Scan the lines below; pull out those with "already".

====== Information supplied ======

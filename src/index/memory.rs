//! In-memory posting store.
//!
//! Holds pre-tokenized documents as positional inverted lists. The store can
//! be written to and read from a JSON snapshot so the command line driver can
//! evaluate queries against a corpus prepared elsewhere.

use std::collections::BTreeMap;
use std::fs::File;
use std::io::{BufReader, BufWriter};
use std::path::Path;

use ahash::AHashMap;
use log::debug;
use serde::{Deserialize, Serialize};

use crate::error::{Result, XiphosError};
use crate::index::posting::{DocId, InvertedList, Position};
use crate::index::store::PostingStore;

/// Per-document data kept by the store.
#[derive(Debug, Clone, Default, Serialize, Deserialize)]
struct StoredDocument {
    external_id: String,
    field_lengths: AHashMap<String, u64>,
}

/// Per-field vocabulary and length statistics.
#[derive(Debug, Clone, Default, Serialize, Deserialize)]
struct FieldIndex {
    total_length: u64,
    doc_count: u64,
    terms: AHashMap<String, InvertedList>,
}

/// A posting store that keeps every inverted list in memory.
#[derive(Debug, Clone, Default, Serialize, Deserialize)]
pub struct InMemoryPostingStore {
    documents: Vec<StoredDocument>,
    fields: AHashMap<String, FieldIndex>,
    external_ids: AHashMap<String, DocId>,
}

impl InMemoryPostingStore {
    /// Create an empty store.
    pub fn new() -> Self {
        Self::default()
    }

    /// Add a document whose fields are whitespace-separated token strings.
    ///
    /// Returns the internal ID assigned to the document. IDs are assigned in
    /// insertion order starting at 0.
    pub fn add_document<S: AsRef<str>>(
        &mut self,
        external_id: &str,
        fields: &[(&str, S)],
    ) -> Result<DocId> {
        let fields: Vec<(String, Vec<String>)> = fields
            .iter()
            .map(|(field, text)| {
                let tokens: Vec<String> = text
                    .as_ref()
                    .split_whitespace()
                    .map(str::to_string)
                    .collect();
                (field.to_string(), tokens)
            })
            .collect();
        self.add_tokens(external_id, fields)
    }

    /// Add a document whose fields are already tokenized.
    pub fn add_tokens(
        &mut self,
        external_id: &str,
        fields: Vec<(String, Vec<String>)>,
    ) -> Result<DocId> {
        if self.external_ids.contains_key(external_id) {
            return Err(XiphosError::index(format!(
                "document {external_id} was already added"
            )));
        }

        let doc_id = self.documents.len() as DocId;
        let mut document = StoredDocument {
            external_id: external_id.to_string(),
            field_lengths: AHashMap::new(),
        };

        for (field, tokens) in fields {
            if document.field_lengths.contains_key(&field) {
                return Err(XiphosError::index(format!(
                    "field {field} given twice for document {external_id}"
                )));
            }
            if tokens.is_empty() {
                continue;
            }

            // BTreeMap keeps snapshot output stable across runs.
            let mut occurrences: BTreeMap<&str, Vec<Position>> = BTreeMap::new();
            for (position, token) in tokens.iter().enumerate() {
                occurrences
                    .entry(token.as_str())
                    .or_default()
                    .push(position as Position);
            }

            let field_index = self.fields.entry(field.clone()).or_default();
            for (term, positions) in occurrences {
                field_index
                    .terms
                    .entry(term.to_string())
                    .or_insert_with(|| InvertedList::new(term, field.as_str()))
                    .append_posting(doc_id, positions)?;
            }
            field_index.total_length += tokens.len() as u64;
            field_index.doc_count += 1;
            document.field_lengths.insert(field, tokens.len() as u64);
        }

        self.external_ids.insert(external_id.to_string(), doc_id);
        self.documents.push(document);
        Ok(doc_id)
    }

    /// Number of distinct terms in a field.
    pub fn vocabulary_size(&self, field: &str) -> usize {
        self.fields.get(field).map_or(0, |index| index.terms.len())
    }

    /// Load a store from a JSON snapshot, checking posting order on the way in.
    pub fn load<P: AsRef<Path>>(path: P) -> Result<Self> {
        let path = path.as_ref();
        let reader = BufReader::new(File::open(path)?);
        let store: InMemoryPostingStore = serde_json::from_reader(reader)?;

        for field_index in store.fields.values() {
            for list in field_index.terms.values() {
                list.validate()?;
            }
        }
        debug!(
            "loaded {} documents and {} fields from {}",
            store.documents.len(),
            store.fields.len(),
            path.display()
        );
        Ok(store)
    }

    /// Write the store as a JSON snapshot.
    pub fn save<P: AsRef<Path>>(&self, path: P) -> Result<()> {
        let writer = BufWriter::new(File::create(path)?);
        serde_json::to_writer(writer, self)?;
        Ok(())
    }

    fn document(&self, doc_id: DocId) -> Result<&StoredDocument> {
        usize::try_from(doc_id)
            .ok()
            .and_then(|index| self.documents.get(index))
            .ok_or_else(|| XiphosError::index(format!("unknown document {doc_id}")))
    }
}

impl PostingStore for InMemoryPostingStore {
    fn postings(&self, field: &str, term: &str) -> Result<Option<InvertedList>> {
        Ok(self
            .fields
            .get(field)
            .and_then(|index| index.terms.get(term))
            .cloned())
    }

    fn field_length(&self, field: &str, doc_id: DocId) -> Result<u64> {
        Ok(self
            .document(doc_id)?
            .field_lengths
            .get(field)
            .copied()
            .unwrap_or(0))
    }

    fn total_field_length(&self, field: &str) -> Result<u64> {
        Ok(self.fields.get(field).map_or(0, |index| index.total_length))
    }

    fn field_doc_count(&self, field: &str) -> Result<u64> {
        Ok(self.fields.get(field).map_or(0, |index| index.doc_count))
    }

    fn doc_count(&self) -> Result<u64> {
        Ok(self.documents.len() as u64)
    }

    fn external_id(&self, doc_id: DocId) -> Result<String> {
        Ok(self.document(doc_id)?.external_id.clone())
    }

    fn internal_id(&self, external_id: &str) -> Result<Option<DocId>> {
        Ok(self.external_ids.get(external_id).copied())
    }

    fn doc_freq(&self, field: &str, term: &str) -> Result<u64> {
        Ok(self
            .fields
            .get(field)
            .and_then(|index| index.terms.get(term))
            .map_or(0, |list| list.doc_freq))
    }

    fn corpus_term_freq(&self, field: &str, term: &str) -> Result<u64> {
        Ok(self
            .fields
            .get(field)
            .and_then(|index| index.terms.get(term))
            .map_or(0, |list| list.corpus_term_freq))
    }
}

#[cfg(test)]
mod tests {
    use super::*;
    use tempfile::TempDir;

    fn sample_store() -> InMemoryPostingStore {
        let mut store = InMemoryPostingStore::new();
        store
            .add_document("d1", &[("body", "a b a c"), ("title", "a")])
            .unwrap();
        store.add_document("d2", &[("body", "b c")]).unwrap();
        store
    }

    #[test]
    fn test_postings_and_positions() {
        let store = sample_store();
        let list = store.postings("body", "a").unwrap().unwrap();

        assert_eq!(list.doc_freq, 1);
        assert_eq!(list.corpus_term_freq, 2);
        assert_eq!(list.postings[0].doc_id, 0);
        assert_eq!(list.postings[0].positions, vec![0, 2]);

        let list = store.postings("body", "c").unwrap().unwrap();
        let docs: Vec<DocId> = list.postings.iter().map(|p| p.doc_id).collect();
        assert_eq!(docs, vec![0, 1]);
    }

    #[test]
    fn test_missing_term_is_not_an_error() {
        let store = sample_store();
        assert!(store.postings("body", "zebra").unwrap().is_none());
        assert!(store.postings("url", "a").unwrap().is_none());
        assert_eq!(store.doc_freq("body", "zebra").unwrap(), 0);
    }

    #[test]
    fn test_statistics() {
        let store = sample_store();

        assert_eq!(store.doc_count().unwrap(), 2);
        assert_eq!(store.field_doc_count("body").unwrap(), 2);
        assert_eq!(store.field_doc_count("title").unwrap(), 1);
        assert_eq!(store.total_field_length("body").unwrap(), 6);
        assert_eq!(store.field_length("body", 0).unwrap(), 4);
        assert_eq!(store.field_length("title", 1).unwrap(), 0);
        assert_eq!(store.avg_field_length("body").unwrap(), 3.0);
        assert_eq!(store.vocabulary_size("body"), 3);
        assert!(store.field_length("body", 7).is_err());
    }

    #[test]
    fn test_id_mapping() {
        let store = sample_store();

        assert_eq!(store.external_id(1).unwrap(), "d2");
        assert_eq!(store.internal_id("d1").unwrap(), Some(0));
        assert_eq!(store.internal_id("d9").unwrap(), None);
        assert!(store.external_id(5).is_err());
    }

    #[test]
    fn test_duplicate_documents_rejected() {
        let mut store = sample_store();
        assert!(store.add_document("d1", &[("body", "x")]).is_err());
        assert!(
            store
                .add_document("d3", &[("body", "x"), ("body", "y")])
                .is_err()
        );
    }

    #[test]
    fn test_snapshot_round_trip() {
        let temp_dir = TempDir::new().unwrap();
        let path = temp_dir.path().join("index.json");

        let store = sample_store();
        store.save(&path).unwrap();
        let loaded = InMemoryPostingStore::load(&path).unwrap();

        assert_eq!(loaded.doc_count().unwrap(), 2);
        assert_eq!(
            loaded.postings("body", "b").unwrap(),
            store.postings("body", "b").unwrap()
        );
        assert_eq!(loaded.external_id(0).unwrap(), "d1");
    }
}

======

__Finished task__
    /// Add a document whose fields are already tokenized.
                "document {external_id} was already added"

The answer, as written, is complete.